The Capital

Trial spotlights targeted couple

Errant gunfire intended for Annapolis pair ended up killing midshipman’s mother

- By Dan Belson

During the second day of testimony in the murder trial for the 2021 shooting death of a U.S. Naval Academy midshipman’s mother, prosecutor­s homed in on an Annapolis couple targeted by gunfire near The Graduate hotel that they say fatally wounded Michelle Cummings.

The suspected gunman, Angelo Harrod, 31, faces numerous homicide charges after Annapolis Police say he and an unnamed accomplice fired several rounds at the couple, R.J. Atwell and Breonna Barnes, who were parked at the end of Pleasant Street after midnight on June 29 last year.

Atwell and Barnes were not injured, but a stray bullet traveled across a fenced, wooded area and struck and killed Cummings, who was on the hotel patio with a group of Naval Academy parents in town for Induction Day.

Harrod is charged with first-degree murder, attempted first-degree murder and conspiracy to commit murder for the gunfire aimed at Atwell and Barnes. He has been held without bail since being arrested in July 2021. The trial before Anne Arundel Circuit Judge Pamela K. Alban began this week with jury selection on Monday and the first round of testimony on Tuesday. It is scheduled to run until Dec. 19.

Cummings, 57, was visiting Annapolis with her husband, Leonard “Truck” Cummings, from their home in Houston. Their son, Navy football player Trey Cummings, is now in his second year at the academy. Family friends testified on Tuesday that they had spent the evening of June 29 together on the patio of The Graduate, as they were in town to drop off their children for Plebe Summer. They

heard gunshots and assumed they were firecracke­rs, but then noticed Cummings had been struck.

She was declared dead at the scene, and investigat­ors soon realized the fatal bullet had come from the shooting on Pleasant Street.

Wednesday’s proceeding­s opened with testimony from Barnes, one of the two people seated in the Chevrolet Trailblaze­r hit by a barrage of bullets that night.

Barnes said she spent the evening with her nephew and her then-boyfriend, Atwell. After she dropped off her nephew, she and Atwell got ice cream at McDonald’s and traveled back to Pleasant Street, parking in front of the fence that separates the street from The Graduate.

Barnes testified that she got out of the car when she got a phone call from her ex-boyfriend. Before she could speak, she heard someone call her name from behind. Prosecutor­s did not question Barnes on the phone call from her ex-boyfriend, and have not said if he was connected to the shooting in any way.

“I heard one guy say, ‘You have five seconds,’ ” she said. Then, the voice started counting down from five.

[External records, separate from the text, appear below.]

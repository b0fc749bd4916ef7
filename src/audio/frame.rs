//! Fixed-duration audio frames and the utterances built from them.

use std::time::{Duration, Instant};

/// One fixed-length block of mono PCM, immutable once captured.
#[derive(Debug, Clone, PartialEq)]
pub struct AudioFrame {
    samples: Vec<i16>,
    timestamp: Instant,
    sample_rate: u32,
    sequence: u64,
}

impl AudioFrame {
    /// `timestamp` is the capture time of the first sample.
    pub fn new(samples: Vec<i16>, timestamp: Instant, sample_rate: u32, sequence: u64) -> Self {
        Self {
            samples,
            timestamp,
            sample_rate,
            sequence,
        }
    }

    pub fn samples(&self) -> &[i16] {
        &self.samples
    }

    pub fn timestamp(&self) -> Instant {
        self.timestamp
    }

    pub fn sample_rate(&self) -> u32 {
        self.sample_rate
    }

    pub fn sequence(&self) -> u64 {
        self.sequence
    }

    pub fn len(&self) -> usize {
        self.samples.len()
    }

    pub fn is_empty(&self) -> bool {
        self.samples.is_empty()
    }

    pub fn duration(&self) -> Duration {
        samples_to_duration(self.samples.len(), self.sample_rate)
    }

    /// Capture time just past the last sample.
    pub fn end(&self) -> Instant {
        self.timestamp + self.duration()
    }

    /// Normalized RMS level, 0.0 to 1.0.
    pub fn rms(&self) -> f32 {
        calculate_rms(&self.samples)
    }
}

/// Why an utterance stopped accumulating frames.
#[derive(Debug, Clone, Copy, PartialEq, Eq)]
pub enum CloseReason {
    /// Trailing run of non-speech frames reached the hangover.
    Hangover,
    /// Utterance hit the configured maximum length.
    MaxLength,
    /// Input ended while the utterance was open.
    EndOfInput,
}

/// Frames between a confirmed speech start and the end of the hangover.
#[derive(Debug, Clone, PartialEq)]
pub struct Utterance {
    id: u64,
    frames: Vec<AudioFrame>,
    close_reason: CloseReason,
    gated_frames: u32,
}

impl Utterance {
    pub fn new(id: u64, frames: Vec<AudioFrame>, close_reason: CloseReason, gated_frames: u32) -> Self {
        Self {
            id,
            frames,
            close_reason,
            gated_frames,
        }
    }

    pub fn id(&self) -> u64 {
        self.id
    }

    pub fn frames(&self) -> &[AudioFrame] {
        &self.frames
    }

    pub fn close_reason(&self) -> CloseReason {
        self.close_reason
    }

    /// Frames the loopback gate vetoed while this utterance was open.
    pub fn gated_frames(&self) -> u32 {
        self.gated_frames
    }

    pub fn sample_rate(&self) -> u32 {
        self.frames.first().map_or(0, AudioFrame::sample_rate)
    }

    pub fn start(&self) -> Option<Instant> {
        self.frames.first().map(AudioFrame::timestamp)
    }

    pub fn end(&self) -> Option<Instant> {
        self.frames.last().map(AudioFrame::end)
    }

    pub fn duration(&self) -> Duration {
        self.frames.iter().map(AudioFrame::duration).sum()
    }

    /// All samples concatenated, ready for a recognizer.
    pub fn samples(&self) -> Vec<i16> {
        let total = self.frames.iter().map(AudioFrame::len).sum();
        let mut samples = Vec::with_capacity(total);
        for frame in &self.frames {
            samples.extend_from_slice(frame.samples());
        }
        samples
    }
}

/// Slices arbitrarily sized reads into fixed frames with sample-accurate timestamps.
///
/// Timestamps are derived from the sample count since `origin`, not from the
/// wall clock at read time, so polling jitter never skews frame alignment.
#[derive(Debug)]
pub struct FrameAssembler {
    frame_len: usize,
    sample_rate: u32,
    origin: Instant,
    pending: Vec<i16>,
    emitted_samples: u64,
    sequence: u64,
}

impl FrameAssembler {
    pub fn new(frame_len: usize, sample_rate: u32, origin: Instant) -> Self {
        Self {
            frame_len: frame_len.max(1),
            sample_rate,
            origin,
            pending: Vec::with_capacity(frame_len * 2),
            emitted_samples: 0,
            sequence: 0,
        }
    }

    pub fn frame_len(&self) -> usize {
        self.frame_len
    }

    /// Appends samples and returns every frame that is now complete.
    pub fn push(&mut self, samples: &[i16]) -> Vec<AudioFrame> {
        self.pending.extend_from_slice(samples);
        let mut frames = Vec::with_capacity(self.pending.len() / self.frame_len);
        while self.pending.len() >= self.frame_len {
            let rest = self.pending.split_off(self.frame_len);
            let chunk = std::mem::replace(&mut self.pending, rest);
            frames.push(self.emit(chunk));
        }
        frames
    }

    /// Emits the remaining partial frame, zero-padded to full length.
    pub fn flush(&mut self) -> Option<AudioFrame> {
        if self.pending.is_empty() {
            return None;
        }
        let mut chunk = std::mem::take(&mut self.pending);
        chunk.resize(self.frame_len, 0);
        Some(self.emit(chunk))
    }

    fn emit(&mut self, chunk: Vec<i16>) -> AudioFrame {
        let timestamp = self.origin + samples_to_duration(self.emitted_samples as usize, self.sample_rate);
        self.emitted_samples += chunk.len() as u64;
        let frame = AudioFrame::new(chunk, timestamp, self.sample_rate, self.sequence);
        self.sequence += 1;
        frame
    }
}

/// Calculate RMS (Root Mean Square) of audio samples.
///
/// # Returns
/// RMS value normalized to 0.0-1.0 range
pub fn calculate_rms(samples: &[i16]) -> f32 {
    if samples.is_empty() {
        return 0.0;
    }

    let sum_squares: f64 = samples
        .iter()
        .map(|&sample| {
            let normalized = sample as f64 / i16::MAX as f64;
            normalized * normalized
        })
        .sum();

    (sum_squares / samples.len() as f64).sqrt() as f32
}

pub fn samples_to_duration(samples: usize, sample_rate: u32) -> Duration {
    if sample_rate == 0 {
        return Duration::ZERO;
    }
    Duration::from_nanos((samples as u128 * 1_000_000_000 / sample_rate as u128) as u64)
}

/// Sample count covering `ms` milliseconds, rounded down.
pub fn ms_to_samples(ms: u32, sample_rate: u32) -> usize {
    (ms as u64 * sample_rate as u64 / 1000) as usize
}

#[cfg(test)]
mod tests {
    use super::*;

    #[test]
    fn frame_reports_duration_and_end() {
        let start = Instant::now();
        let frame = AudioFrame::new(vec![0; 320], start, 16000, 0);
        assert_eq!(frame.duration(), Duration::from_millis(20));
        assert_eq!(frame.end(), start + Duration::from_millis(20));
    }

    #[test]
    fn rms_of_silence_is_zero() {
        assert_eq!(calculate_rms(&[0; 100]), 0.0);
        assert_eq!(calculate_rms(&[]), 0.0);
    }

    #[test]
    fn rms_of_full_scale_square_is_one() {
        let samples: Vec<i16> = (0..100)
            .map(|i| if i % 2 == 0 { i16::MAX } else { -i16::MAX })
            .collect();
        assert!((calculate_rms(&samples) - 1.0).abs() < 1e-6);
    }

    #[test]
    fn assembler_emits_fixed_frames_across_reads() {
        let origin = Instant::now();
        let mut assembler = FrameAssembler::new(160, 16000, origin);

        assert!(assembler.push(&[1; 100]).is_empty());
        let frames = assembler.push(&[2; 300]);

        assert_eq!(frames.len(), 2);
        assert_eq!(frames[0].len(), 160);
        assert_eq!(frames[0].samples()[99], 1);
        assert_eq!(frames[0].samples()[100], 2);
        assert_eq!(frames[0].sequence(), 0);
        assert_eq!(frames[1].sequence(), 1);
        assert_eq!(frames[1].timestamp(), origin + Duration::from_millis(10));
    }

    #[test]
    fn assembler_flush_pads_partial_frame() {
        let mut assembler = FrameAssembler::new(160, 16000, Instant::now());
        assembler.push(&[7; 40]);

        let frame = assembler.flush().unwrap();

        assert_eq!(frame.len(), 160);
        assert_eq!(frame.samples()[39], 7);
        assert_eq!(frame.samples()[40], 0);
        assert!(assembler.flush().is_none());
    }

    #[test]
    fn utterance_concatenates_frames_in_order() {
        let start = Instant::now();
        let frames = vec![
            AudioFrame::new(vec![1, 2], start, 16000, 0),
            AudioFrame::new(vec![3, 4], start + Duration::from_micros(125), 16000, 1),
        ];
        let utterance = Utterance::new(9, frames, CloseReason::Hangover, 0);

        assert_eq!(utterance.samples(), vec![1, 2, 3, 4]);
        assert_eq!(utterance.start(), Some(start));
        assert_eq!(utterance.sample_rate(), 16000);
        assert_eq!(utterance.duration(), Duration::from_micros(250));
    }

    #[test]
    fn ms_to_samples_at_common_rates() {
        assert_eq!(ms_to_samples(20, 16000), 320);
        assert_eq!(ms_to_samples(95, 16000), 1520);
        assert_eq!(ms_to_samples(10, 48000), 480);
    }
}
#[cfg(test)]
mod tests {
    use super::*;
    use crate::audio::{AudioFrame, CloseReason, ManualClock, MockAudioSink, Utterance};
    use crate::backend::{MockRecognizer, MockResponder, MockSynthesizer};
    use crate::config::ConversationSection;
    use crate::conversation::observer::ChannelObserver;
    use crate::conversation::session::SessionConfig;
    use crate::conversation::state::SessionState;
    use crate::filters::{FilterConfig, QualityFilters};
    use crate::matcher::MatcherSet;
    use crate::pipeline::LogReporter;
    use crate::playback::{PlaybackConfig, PlaybackQueue};
    use std::collections::BTreeMap;
    use std::time::{Duration, Instant};

    fn utterance(id: u64) -> Utterance {
        let frame = AudioFrame::new(vec![0; 320], Instant::now(), 16000, 0);
        Utterance::new(id, vec![frame], CloseReason::Hangover, 0)
    }

    struct Harness {
        capture_tx: Sender<CaptureEvent>,
        sink: MockAudioSink,
        handle: thread::JoinHandle<Result<SessionSummary>>,
        states: Receiver<crate::conversation::StateChange>,
    }

    fn start(
        recognizer: MockRecognizer,
        responder: Arc<MockResponder>,
        config: RuntimeConfig,
        sink: MockAudioSink,
    ) -> Harness {
        start_with_filler(recognizer, responder, config, sink, None)
    }

    fn start_with_filler(
        recognizer: MockRecognizer,
        responder: Arc<MockResponder>,
        config: RuntimeConfig,
        sink: MockAudioSink,
        filler: Option<FillerClips>,
    ) -> Harness {
        let services = Services::new(recognizer, responder, MockSynthesizer::new(16000));
        let queue = PlaybackQueue::new(
            &PlaybackConfig::default(),
            Box::new(sink.clone()),
            services.synthesizer.clone(),
            Arc::new(ManualClock::new()),
        );
        let (playback_tx, playback_rx) = unbounded();
        let (producer, control, runner) = queue.spawn(playback_tx, Arc::new(LogReporter));

        let rewriter = TextRewriter::new(&BTreeMap::new(), "ハロ");
        let session = Session::new(
            SessionConfig {
                filler: filler.is_some(),
                ..SessionConfig::default()
            },
            QualityFilters::new(&FilterConfig::default()),
            MatcherSet::from_config(&ConversationSection::default()).unwrap(),
            rewriter.clone(),
        );
        let (observer, states) = ChannelObserver::new();
        let mut runtime = ConversationRuntime::new(session, services, config, rewriter)
            .with_observer(Box::new(observer));
        if let Some(clips) = filler {
            runtime = runtime.with_filler(clips);
        }

        let (capture_tx, capture_rx) = unbounded();
        let handle = thread::spawn(move || {
            let result = runtime.run(RuntimeChannels {
                capture: capture_rx,
                playback: playback_rx,
                producer,
                control,
            });
            runner.join().unwrap();
            result
        });
        Harness {
            capture_tx,
            sink,
            handle,
            states,
        }
    }

    fn wait_for(states: &Receiver<crate::conversation::StateChange>, to: SessionState) {
        let deadline = Instant::now() + Duration::from_secs(5);
        loop {
            let remaining = deadline.saturating_duration_since(Instant::now());
            let change = states.recv_timeout(remaining).expect("state change");
            if change.to == to {
                return;
            }
        }
    }

    #[test]
    fn test_turn_plays_reply_and_records_history() {
        let responder = Arc::new(MockResponder::new().with_reply(&["ハロ: 晴れ", "です。明日は", "雨です。"]));
        let harness = start(
            MockRecognizer::new().with_response("今日の天気を教えてください"),
            responder.clone(),
            RuntimeConfig::default(),
            MockAudioSink::new(16000),
        );

        harness
            .capture_tx
            .send(CaptureEvent::UtteranceReady(utterance(1)))
            .unwrap();
        drop(harness.capture_tx);
        let summary = harness.handle.join().unwrap().unwrap();

        assert_eq!(summary.termination, Termination::EndOfInput);
        assert_eq!(summary.turns, 1);
        assert_eq!(summary.history[0].user, "今日の天気を教えてください");
        assert_eq!(summary.history[0].assistant, "晴れです。明日は雨です。");
        assert_eq!(responder.requests()[0].user_text, "今日の天気を教えてください");
        // Twelve characters at 10 ms and 16 kHz.
        assert_eq!(harness.sink.samples().len(), 12 * 160);
    }

    #[test]
    fn test_farewell_reply_is_spoken_before_exit() {
        let harness = start(
            MockRecognizer::new().with_response("バイバイ"),
            Arc::new(MockResponder::new()),
            RuntimeConfig {
                presynthesize: false,
                ..RuntimeConfig::default()
            },
            MockAudioSink::new(16000),
        );

        harness
            .capture_tx
            .send(CaptureEvent::UtteranceReady(utterance(1)))
            .unwrap();
        let summary = harness.handle.join().unwrap().unwrap();

        assert_eq!(summary.termination, Termination::Farewell);
        // "バイバイ！" is five characters.
        assert_eq!(harness.sink.samples().len(), 5 * 160);
    }

    #[test]
    fn test_interrupt_cuts_playback_short() {
        let long_reply = "昔々あるところにおじいさんとおばあさんが住んでいました。".repeat(8);
        let responder = Arc::new(MockResponder::new().with_reply(&[long_reply.as_str()]));
        let harness = start(
            MockRecognizer::new()
                .with_response("昔話をしてください")
                .with_response("ストップ"),
            responder,
            RuntimeConfig::default(),
            MockAudioSink::new(16000).with_write_delay(Duration::from_millis(5)),
        );
        let sink = harness.sink.clone();

        harness
            .capture_tx
            .send(CaptureEvent::UtteranceReady(utterance(1)))
            .unwrap();
        wait_for(&harness.states, SessionState::Speaking);
        harness
            .capture_tx
            .send(CaptureEvent::UtteranceReady(utterance(2)))
            .unwrap();
        wait_for(&harness.states, SessionState::Listening);
        drop(harness.capture_tx);

        let summary = harness.handle.join().unwrap().unwrap();
        assert!(summary.history[0].interrupted);
        let full = long_reply.chars().count() * 160;
        assert!(sink.samples().len() < full);
    }

    #[test]
    fn test_filler_plays_before_slow_reply() {
        let responder = Arc::new(
            MockResponder::new()
                .with_reply(&["晴れです。"])
                .with_fragment_delay(Duration::from_millis(100)),
        );
        let clips = FillerClips::new(vec![crate::backend::Pcm::new(vec![9; 640], 16000)]);
        let harness = start_with_filler(
            MockRecognizer::new().with_response("今日の天気を教えてください"),
            responder,
            RuntimeConfig::default(),
            MockAudioSink::new(16000),
            Some(clips),
        );

        harness
            .capture_tx
            .send(CaptureEvent::UtteranceReady(utterance(1)))
            .unwrap();
        drop(harness.capture_tx);
        let summary = harness.handle.join().unwrap().unwrap();

        assert_eq!(summary.history[0].assistant, "晴れです。");
        let samples = harness.sink.samples();
        assert!(samples[..640].iter().all(|&s| s == 9));
        // Then five characters of reply.
        assert_eq!(samples.len(), 640 + 5 * 160);
    }

    #[test]
    fn test_device_failure_is_an_error() {
        let harness = start(
            MockRecognizer::new(),
            Arc::new(MockResponder::new()),
            RuntimeConfig::default(),
            MockAudioSink::new(16000),
        );
        harness
            .capture_tx
            .send(CaptureEvent::DeviceFailed("mic unplugged".to_string()))
            .unwrap();
        let result = harness.handle.join().unwrap();
        assert!(matches!(result, Err(HaloError::AudioDevice { .. })));
    }

    #[test]
    fn test_capture_event_conversion() {
        let event = SessionEvent::from(CaptureEvent::SpeechStarted {
            utterance_id: 4,
            at: Instant::now(),
        });
        assert_eq!(event, SessionEvent::SpeechStarted { utterance_id: 4 });
    }
}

She testified that she saw “two guys” behind her and saw one of them reach into his pants and grab something. She got back into the car, she said. and then heard gunshots and glass breaking, and felt the SUV drop as a tire had burst.

Prosecutor­s played audio from Barnes’ call to 911, in which she reported her car had been shot and that neither she nor Atwell had been injured. She told the dispatcher that she didn’t know who shot at her.

During cross-examinatio­n from defense attorney Howard Cardin, Barnes said she did not know Harrod. She had broken up with her ex-boyfriend about three years before the shooting, but still talked to him regularly and visited him that day.

Assistant State’s Attorneys Carolynn Grammas and Andrew Steinhardt also called as witnesses Annapolis Police officers who had responded to the Pleasant Street scene and presented body-worn camera footage from the aftermath of the shooting.

In the footage, Atwell repeatedly said that he didn’t know anything about what happened before walking away. Annapolis Officer Edward Cooper, who was at the scene, testified that Atwell said he isn’t a “rat,” and would not provide any informatio­n on what happened. In the footage, Barnes appears perturbed about Atwell’s attitude about the shooting.

“He doesn’t snitch,” Barnes said from the front seat of her vehicle, calling him an expletive. “Get him out of here.”

Near the end of Wednesday’s proceeding­s, prosecutor­s called Michael McDonald, a since-retired Annapolis Police lieutenant, who reviewed footage from surveillan­ce cameras in the area. He testified that he identified a man in a distinct sweatshirt involved in the shooting and traced the man’s movements throughout the evening through footage from city, county and private cameras.

Grammas said during opening statements that Harrod and the unnamed accomplice followed Barnes and Atwell around the Clay Street area the night of the shooting.

The prosecutor­s also called to the stand Annapolis Cpl. Brett Schrak, a crime scene technician who photograph­ed Cummings’ body after she was shot. They presented photos of the bullet that hit her, as well as the wound on her body, and several photos of projectile­s and shell casings found in the Pleasant Street area.

The prosecutio­n has not yet connected Harrod to the scene, beside brief testimony Tuesday morning in which a family member identified him in a photo from surveillan­ce footage. They have not said why they believe Harrod opened fire on the couple.

The trial will resume Thursday at 9 a.m.